Ellis arrived with team executive vice president and chief marketing officer Lon Rosen and public relations director Joe Jareck. One of his best memories came early.

“For me one of the best parts was flying in,” Ellis said. “You know you’re getting close and you kind of break through the clouds right above Sydney. I’d never been there before and it was a really cloudy day, and all of a sudden the harbor opens up to you … and you see this beautiful harbor and city surrounding it and this huge bridge, and know you’re going to climb it later in the week, and you see the Sydney Opera house -- and anytime you see that opera house you know exactly what city they’re talking about -- and you look around and can’t wait to touch ground and explore. Everything looks amazing.”

One of his first duties was to have a news conference with Corbin at the Sydney Opera House. It was announced there that both teams would play one game against the Australia national team prior to their season opener.

“It was really a great experience, right there in the middle of this historic building and to be promoting a baseball game,” Rosen said.

They did a media tour and at night took a boat tour of the harbor, at one point pulling next to a Kings of Leon concert for a couple of songs. There was a day at Manly Beach to give youngsters some baseball tips, a trip to the zoo to see koala bears (which aren’t bears at all but a pouched mammal) and kangaroos, a two-hour climb up the steel-arched Sydney Harbour Bridge, and of course, a visit to the historic site where the baseball games will be played -- 126-year-old Sydney Cricket Ground.

“There’s going to be a ton of foul territory on both sides,” Ellis said. “It’s going to be kind of tight when you get down into the corners, but they’re saying it will measure 330 [feet] down the lines and 375 in the gap and 410 to dead center, so it’s going to play pretty traditional as far as a baseball stadium goes.”

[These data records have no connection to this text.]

use thiserror::Error;

#[derive(Error, Debug, Clone, PartialEq, Eq)]
pub enum StateMachineError {
    #[error("Invalid state transition from {from} on {event}")]
    InvalidTransition { from: String, event: String },
}

pub type StateMachineResult<T> = Result<T, StateMachineError>;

The Sydney Cricket Ground is fairly oval in shape, creating the large foul territory in front of the temporary dugouts. Rosen said new clubhouses are being built that will be utilized later by cricket and rugby teams.

“It’s one of the most historic stadiums in the entire world,” Rosen said. “There is a part of the field -- the grandstands -- that’s from the original stadium. The clubhouse they use for cricket is still the same clubhouse they used, like, 120 years ago.”

Of course, when Ellis returned home he had Gibson’s unflattering comment waiting. Ellis had no interest in responding.

“I want to leave it and let it go,” Ellis said. “He said what he said. They’re making more … I don’t know what to say. I’m honored the Dodgers thought highly enough of me to let me represent what I think is definitely the best organization in the NL West and the best organization in baseball, in my opinion.”

And thus far this off-season, Ellis has had no surprise knee surgeries and has not sped down the interstate while his wife gives birth. Just a little trip Down Under.